Exercise data:
=== Section Start ===
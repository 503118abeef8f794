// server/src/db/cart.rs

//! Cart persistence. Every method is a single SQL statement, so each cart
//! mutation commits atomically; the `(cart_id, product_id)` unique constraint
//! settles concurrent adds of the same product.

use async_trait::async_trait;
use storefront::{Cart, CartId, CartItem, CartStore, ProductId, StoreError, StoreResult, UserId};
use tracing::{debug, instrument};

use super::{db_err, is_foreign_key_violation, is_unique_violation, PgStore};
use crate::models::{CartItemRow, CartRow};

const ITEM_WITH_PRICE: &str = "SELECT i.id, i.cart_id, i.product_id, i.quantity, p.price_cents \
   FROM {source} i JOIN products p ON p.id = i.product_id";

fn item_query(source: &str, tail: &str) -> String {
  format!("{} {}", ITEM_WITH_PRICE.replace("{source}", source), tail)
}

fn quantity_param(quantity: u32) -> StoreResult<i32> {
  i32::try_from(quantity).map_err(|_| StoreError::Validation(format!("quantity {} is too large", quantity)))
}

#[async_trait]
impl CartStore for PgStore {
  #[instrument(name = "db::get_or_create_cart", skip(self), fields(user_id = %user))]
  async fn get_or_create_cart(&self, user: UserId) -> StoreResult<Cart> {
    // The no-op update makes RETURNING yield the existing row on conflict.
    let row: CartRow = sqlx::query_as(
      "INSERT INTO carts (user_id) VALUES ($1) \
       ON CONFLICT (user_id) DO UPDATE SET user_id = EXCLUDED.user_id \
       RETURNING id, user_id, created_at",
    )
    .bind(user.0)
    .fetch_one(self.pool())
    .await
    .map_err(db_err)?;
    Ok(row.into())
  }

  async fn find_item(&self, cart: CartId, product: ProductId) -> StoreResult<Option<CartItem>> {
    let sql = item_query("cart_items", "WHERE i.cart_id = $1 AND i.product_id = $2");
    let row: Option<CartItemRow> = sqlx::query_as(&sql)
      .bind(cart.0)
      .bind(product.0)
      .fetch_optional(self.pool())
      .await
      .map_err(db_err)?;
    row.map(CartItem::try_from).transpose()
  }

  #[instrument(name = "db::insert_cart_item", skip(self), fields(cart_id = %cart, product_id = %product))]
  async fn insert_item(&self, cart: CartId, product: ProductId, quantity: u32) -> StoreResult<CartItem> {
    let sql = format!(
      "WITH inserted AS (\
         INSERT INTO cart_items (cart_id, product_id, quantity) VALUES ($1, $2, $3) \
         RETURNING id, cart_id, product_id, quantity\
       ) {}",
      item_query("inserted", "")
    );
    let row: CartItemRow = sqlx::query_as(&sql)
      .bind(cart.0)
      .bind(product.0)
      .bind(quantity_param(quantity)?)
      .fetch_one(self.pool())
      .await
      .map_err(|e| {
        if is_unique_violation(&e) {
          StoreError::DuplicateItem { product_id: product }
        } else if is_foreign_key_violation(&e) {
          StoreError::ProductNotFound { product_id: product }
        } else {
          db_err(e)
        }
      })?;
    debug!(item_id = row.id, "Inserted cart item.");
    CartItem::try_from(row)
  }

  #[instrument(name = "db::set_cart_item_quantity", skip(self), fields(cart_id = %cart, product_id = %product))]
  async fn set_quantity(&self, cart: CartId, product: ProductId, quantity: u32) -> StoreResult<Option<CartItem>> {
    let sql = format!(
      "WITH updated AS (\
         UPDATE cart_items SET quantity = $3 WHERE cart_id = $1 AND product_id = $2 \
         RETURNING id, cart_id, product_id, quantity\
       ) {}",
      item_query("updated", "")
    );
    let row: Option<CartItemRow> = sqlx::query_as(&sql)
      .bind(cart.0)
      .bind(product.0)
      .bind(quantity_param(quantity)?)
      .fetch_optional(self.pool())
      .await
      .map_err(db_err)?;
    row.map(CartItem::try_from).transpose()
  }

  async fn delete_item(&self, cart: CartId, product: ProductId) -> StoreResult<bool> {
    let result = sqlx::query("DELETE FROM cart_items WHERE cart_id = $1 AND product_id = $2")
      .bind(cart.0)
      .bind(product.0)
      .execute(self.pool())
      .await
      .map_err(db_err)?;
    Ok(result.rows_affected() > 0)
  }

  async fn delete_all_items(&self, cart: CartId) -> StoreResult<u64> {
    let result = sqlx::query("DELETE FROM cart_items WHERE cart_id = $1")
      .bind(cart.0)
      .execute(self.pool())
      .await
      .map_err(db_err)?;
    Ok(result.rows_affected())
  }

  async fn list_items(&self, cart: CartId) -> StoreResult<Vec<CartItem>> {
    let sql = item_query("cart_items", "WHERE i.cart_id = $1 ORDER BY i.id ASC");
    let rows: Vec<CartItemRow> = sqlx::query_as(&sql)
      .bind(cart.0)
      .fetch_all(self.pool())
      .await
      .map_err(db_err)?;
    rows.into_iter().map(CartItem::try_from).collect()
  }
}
=== Section End ===
Your goal:
Retype the material precisely, leaving out no line.

Exercise output:
repository 503118abeef8f794
// server/src/db/cart.rs

//! Cart persistence. Every method is a single SQL statement, so each cart
//! mutation commits atomically; the `(cart_id, product_id)` unique constraint
//! settles concurrent adds of the same product.

use async_trait::async_trait;
use storefront::{Cart, CartId, CartItem, CartStore, ProductId, StoreError, StoreResult, UserId};
use tracing::{debug, instrument};

use super::{db_err, is_foreign_key_violation, is_unique_violation, PgStore};
use crate::models::{CartItemRow, CartRow};

const ITEM_WITH_PRICE: &str = "SELECT i.id, i.cart_id, i.product_id, i.quantity, p.price_cents \
   FROM {source} i JOIN products p ON p.id = i.product_id";

fn item_query(source: &str, tail: &str) -> String {
  format!("{} {}", ITEM_WITH_PRICE.replace("{source}", source), tail)
}

fn quantity_param(quantity: u32) -> StoreResult<i32> {
  i32::try_from(quantity).map_err(|_| StoreError::Validation(format!("quantity {} is too large", quantity)))
}

#[async_trait]
impl CartStore for PgStore {
  #[instrument(name = "db::get_or_create_cart", skip(self), fields(user_id = %user))]
  async fn get_or_create_cart(&self, user: UserId) -> StoreResult<Cart> {
    // The no-op update makes RETURNING yield the existing row on conflict.
    let row: CartRow = sqlx::query_as(
      "INSERT INTO carts (user_id) VALUES ($1) \
       ON CONFLICT (user_id) DO UPDATE SET user_id = EXCLUDED.user_id \
       RETURNING id, user_id, created_at",
    )
    .bind(user.0)
    .fetch_one(self.pool())
    .await
    .map_err(db_err)?;
    Ok(row.into())
  }

  async fn find_item(&self, cart: CartId, product: ProductId) -> StoreResult<Option<CartItem>> {
    let sql = item_query("cart_items", "WHERE i.cart_id = $1 AND i.product_id = $2");
    let row: Option<CartItemRow> = sqlx::query_as(&sql)
      .bind(cart.0)
      .bind(product.0)
      .fetch_optional(self.pool())
      .await
      .map_err(db_err)?;
    row.map(CartItem::try_from).transpose()
  }

  #[instrument(name = "db::insert_cart_item", skip(self), fields(cart_id = %cart, product_id = %product))]
  async fn insert_item(&self, cart: CartId, product: ProductId, quantity: u32) -> StoreResult<CartItem> {
    let sql = format!(
      "WITH inserted AS (\
         INSERT INTO cart_items (cart_id, product_id, quantity) VALUES ($1, $2, $3) \
         RETURNING id, cart_id, product_id, quantity\
       ) {}",
      item_query("inserted", "")
    );
    let row: CartItemRow = sqlx::query_as(&sql)
      .bind(cart.0)
      .bind(product.0)
      .bind(quantity_param(quantity)?)
      .fetch_one(self.pool())
      .await
      .map_err(|e| {
        if is_unique_violation(&e) {
          StoreError::DuplicateItem { product_id: product }
        } else if is_foreign_key_violation(&e) {
          StoreError::ProductNotFound { product_id: product }
        } else {
          db_err(e)
        }
      })?;
    debug!(item_id = row.id, "Inserted cart item.");
    CartItem::try_from(row)
  }

  #[instrument(name = "db::set_cart_item_quantity", skip(self), fields(cart_id = %cart, product_id = %product))]
  async fn set_quantity(&self, cart: CartId, product: ProductId, quantity: u32) -> StoreResult<Option<CartItem>> {
    let sql = format!(
      "WITH updated AS (\
         UPDATE cart_items SET quantity = $3 WHERE cart_id = $1 AND product_id = $2 \
         RETURNING id, cart_id, product_id, quantity\
       ) {}",
      item_query("updated", "")
    );
    let row: Option<CartItemRow> = sqlx::query_as(&sql)
      .bind(cart.0)
      .bind(product.0)
      .bind(quantity_param(quantity)?)
      .fetch_optional(self.pool())
      .await
      .map_err(db_err)?;
    row.map(CartItem::try_from).transpose()
  }

  async fn delete_item(&self, cart: CartId, product: ProductId) -> StoreResult<bool> {
    let result = sqlx::query("DELETE FROM cart_items WHERE cart_id = $1 AND product_id = $2")
      .bind(cart.0)
      .bind(product.0)
      .execute(self.pool())
      .await
      .map_err(db_err)?;
    Ok(result.rows_affected() > 0)
  }

  async fn delete_all_items(&self, cart: CartId) -> StoreResult<u64> {
    let result = sqlx::query("DELETE FROM cart_items WHERE cart_id = $1")
      .bind(cart.0)
      .execute(self.pool())
      .await
      .map_err(db_err)?;
    Ok(result.rows_affected())
  }

  async fn list_items(&self, cart: CartId) -> StoreResult<Vec<CartItem>> {
    let sql = item_query("cart_items", "WHERE i.cart_id = $1 ORDER BY i.id ASC");
    let rows: Vec<CartItemRow> = sqlx::query_as(&sql)
      .bind(cart.0)
      .fetch_all(self.pool())
      .await
      .map_err(db_err)?;
    rows.into_iter().map(CartItem::try_from).collect()
  }
}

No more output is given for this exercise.